My latest "concern" is H and his lack of walking. He's 16 months now (14 if you take into account his prematurity) and he's not even close to walking. He pulls up on furniture, even climbs up stairs, ladders and coffee tables. He'll even let go and stand freely but sits as soon as he comes close to taking a step.

(I don't think I mentioned the climbing because I haven't really blogged. K informed me the other day that I needed to come quickly to her room because H was at the top of the ladder to the girls' bunk beds. And then last weekend he learned how to climb up on top of our coffee table. These are not good things.)

Since he can do these things, I know he has the capability to walk. But he won't. Even if I try to hold his fingers, he falls limp and just hangs there with his feet in the air. He just plain doesn't want to walk. I don't know if it's because he doesn't have to (he crawls really fast) or doesn't want to or he's lazy. Either way, it's frustrating.

The worrying comes in when I think that something might be wrong with him. What if he's got something seriously wrong with him that he will have to overcome? What does this late walking mean? Why are there so many other children who are younger than he is who are walking already? Many friends have commented that it's a whole different world when they start walking because they get into so much more. Well, there's not much more he can get into when he does walk than he does now crawling. As we know, he can climb so why won't he walk?

I do realize that God speaks to this very thing, that we aren't to worry about tomorrow, it will take care of itself. We aren't to be anxious about anything but bring all of our concerns to Him. He is the ultimate comforter.

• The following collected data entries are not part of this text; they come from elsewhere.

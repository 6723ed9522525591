//! Topic declarations and their merge rules

use crate::error::{Error, Result};
use serde::{Deserialize, Serialize};

/// Kafka's limit on topic name length.
const MAX_TOPIC_NAME_LEN: usize = 249;

/// A topic with an explicit partition count.
#[derive(Debug, Clone, PartialEq, Eq, Serialize, Deserialize)]
pub struct TopicConfig {
    pub topic: String,
    pub num_partitions: i32,
}

impl TopicConfig {
    pub fn new(topic: impl Into<String>, num_partitions: i32) -> Self {
        Self {
            topic: topic.into(),
            num_partitions,
        }
    }

    pub fn validate(&self) -> Result<()> {
        validate_topic_name(&self.topic)?;
        if self.num_partitions < 1 {
            return Err(Error::configuration(format!(
                "Topic '{}' must have at least 1 partition, got {}",
                self.topic, self.num_partitions
            )));
        }
        Ok(())
    }
}

/// Apply the broker's topic naming rules up front, so an invalid name fails
/// before a container is started.
pub fn validate_topic_name(name: &str) -> Result<()> {
    if name.is_empty() {
        return Err(Error::configuration("Topic name must not be empty"));
    }
    if name.len() > MAX_TOPIC_NAME_LEN {
        return Err(Error::configuration(format!(
            "Topic name '{name}' is longer than {MAX_TOPIC_NAME_LEN} characters"
        )));
    }
    if name == "." || name == ".." {
        return Err(Error::configuration(format!(
            "Topic name '{name}' is not allowed"
        )));
    }
    if let Some(c) = name
        .chars()
        .find(|c| !(c.is_ascii_alphanumeric() || matches!(c, '.' | '_' | '-')))
    {
        return Err(Error::configuration(format!(
            "Topic name '{name}' contains illegal character '{c}'"
        )));
    }
    Ok(())
}

/// Accumulates topic declarations, one entry per name.
///
/// Name-only declarations default to one partition and never change an
/// existing entry. An explicit declaration always sets the partition count,
/// so it overrides a name-only one and the last explicit one wins.
#[derive(Debug, Clone, Default)]
pub(crate) struct TopicSet {
    topics: Vec<TopicConfig>,
}

impl TopicSet {
    fn position(&self, name: &str) -> Option<usize> {
        self.topics.iter().position(|t| t.topic == name)
    }

    pub(crate) fn declare_name(&mut self, name: &str) {
        if self.position(name).is_none() {
            self.topics.push(TopicConfig::new(name, 1));
        }
    }

    pub(crate) fn declare_config(&mut self, config: TopicConfig) {
        match self.position(&config.topic) {
            Some(idx) => self.topics[idx] = config,
            None => self.topics.push(config),
        }
    }

    /// Validated topics in first-declaration order.
    pub(crate) fn freeze(self) -> Result<Vec<TopicConfig>> {
        for topic in &self.topics {
            topic.validate()?;
        }
        Ok(self.topics)
    }
}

So why am I still worried?

3 comments:

Christian - Modobject@Home said...

As the mama of a son who did not walk until he was 18 months old (and he wasn't a preemie!) I SO relate to your worry. I remember worrying aloud to my mom, "What if something is wrong and he'll never walk?" I felt *exactly* how you feel now.

I'd say that it's a GREAT sign that he is bearing weight on his legs... even better that he is climbing. He crawls on all fours right?! That's good too because he is building strength through his hips doing that.

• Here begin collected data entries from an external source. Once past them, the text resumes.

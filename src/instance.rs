//! A provisioned, ready broker.

use anyhow::Result;
use chrono::{DateTime, Utc};
use std::sync::Arc;
use testbed_container::ContainerRuntime;
use testbed_kafka::BrokerClient;
use tracing::{debug, info, warn};

/// Containers and network owned by one instance.
pub(crate) struct Resources {
    runtime: Arc<dyn ContainerRuntime>,
    network: String,
    /// In start order; released in reverse
    containers: Vec<String>,
}

impl Resources {
    pub(crate) fn new(runtime: Arc<dyn ContainerRuntime>, network: String) -> Self {
        Self {
            runtime,
            network,
            containers: Vec::new(),
        }
    }

    pub(crate) fn network(&self) -> &str {
        &self.network
    }

    pub(crate) fn track(&mut self, container: &str) {
        self.containers.push(container.to_string());
    }

    /// Stop every container and remove the network. Every step is attempted
    /// and all failures are reported together.
    pub(crate) async fn release(&self) -> Result<()> {
        let mut failures = Vec::new();

        for name in self.containers.iter().rev() {
            if let Err(e) = self.runtime.stop(name).await {
                failures.push(format!("{name}: {e:#}"));
            }
        }
        if let Err(e) = self.runtime.remove_network(&self.network).await {
            failures.push(format!("{}: {e:#}", self.network));
        }

        if failures.is_empty() {
            debug!("Released {} container(s)", self.containers.len());
            Ok(())
        } else {
            anyhow::bail!(failures.join("; "))
        }
    }

    /// Last container logs, for diagnosing a failed start.
    pub(crate) async fn log_tail(&self) {
        for name in &self.containers {
            match self.runtime.logs(name).await {
                Ok(logs) => debug!("Logs of {}:\n{}", name, logs),
                Err(e) => debug!("Could not read logs of {}: {:#}", name, e),
            }
        }
    }

    fn reap(&self) {
        let network = self.network.as_str();
        self.runtime.reap(&self.containers, Some(network));
    }
}

/// A broker that reached the ready state: topics exist, seed messages are
/// readable, and the registry (if requested) answers.
///
/// Call [`KafkaInstance::stop`] when done. Dropping an instance that was not
/// stopped removes its containers synchronously.
pub struct KafkaInstance {
    name: String,
    broker_address: String,
    registry_address: Option<String>,
    ready_since: DateTime<Utc>,
    client: Arc<dyn BrokerClient>,
    resources: Resources,
    stopped: bool,
}

impl std::fmt::Debug for KafkaInstance {
    fn fmt(&self, f: &mut std::fmt::Formatter<'_>) -> std::fmt::Result {
        f.debug_struct("KafkaInstance")
            .field("name", &self.name)
            .field("broker_address", &self.broker_address)
            .field("registry_address", &self.registry_address)
            .field("ready_since", &self.ready_since)
            .finish()
    }
}

impl KafkaInstance {
    pub(crate) fn new(
        name: String,
        broker_address: String,
        registry_address: Option<String>,
        client: Arc<dyn BrokerClient>,
        resources: Resources,
    ) -> Self {
        Self {
            name,
            broker_address,
            registry_address,
            ready_since: Utc::now(),
            client,
            resources,
            stopped: false,
        }
    }

    /// Broker container name.
    pub fn name(&self) -> &str {
        &self.name
    }

    /// `host:port` of the broker's external listener.
    pub fn address(&self) -> &str {
        &self.broker_address
    }

    /// `host:port` of the schema registry, when it was requested.
    pub fn registry_address(&self) -> Option<&str> {
        self.registry_address.as_deref()
    }

    pub fn ready_since(&self) -> DateTime<Utc> {
        self.ready_since
    }

    /// The client used during provisioning, still connected.
    pub fn client(&self) -> Arc<dyn BrokerClient> {
        Arc::clone(&self.client)
    }

    /// Delete topics in order. Deleting an unknown topic is an error.
    pub async fn delete_topics(&self, topics: &[&str]) -> testbed_kafka::Result<()> {
        crate::topics::delete_topics(self.client.as_ref(), topics).await
    }

    /// Stop every container and remove the instance network.
    pub async fn stop(mut self) -> Result<()> {
        self.stopped = true;
        info!("[{}] stopping", self.name);
        self.resources.release().await
    }
}

impl Drop for KafkaInstance {
    fn drop(&mut self) {
        if !self.stopped {
            warn!(
                "[{}] dropped without stop(), removing containers",
                self.name
            );
            self.resources.reap();
        }
    }
}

Boo refused to bear weight, climb, or pull himself up. He scooted on his bottom rather than crawling. Essentially our physical therapist told us that he didn't have sufficient muscle strength to walk. The therapy helped with that.

I'd say that he will most likely walk in his own good time. However, since he is a preemie if you're worried I would not hesitate to mention it to the pediatrician and perhaps ask for a referral to a physical therapist for a gross motor skills evaluation.

If an evaluation does indicate that physical therapy would be helpful go for it... this is good for him not only physically, but developmentally and socially.

I've always been thankful that our pediatrician referred us for an evaluation and that Boo got the help that he needed. Three months of therapy was all it took.

The same child that refused to walk or crawl taught himself to ride a two wheel bike when he was four and is now playing soccer.

Anonymous said...

I completely agree with mod girl...

He will walk on his on time, but since this is a MAJOR concern to you, talk to H's pediatrician. Maybe that will put your mind at ease.

And do what you are already doing, encouraging him to walk. Thomas just started climbing so H is well ahead of him in that area! :-)

mama said...

Thanks to both of you for your encouraging words. I have spoken to the pediatrician and he said to give him until 17 months before we dive into physical therapy. Most peds would tell you to do that at 15 months but he gets 2 extra months to do everything because of his prematurity.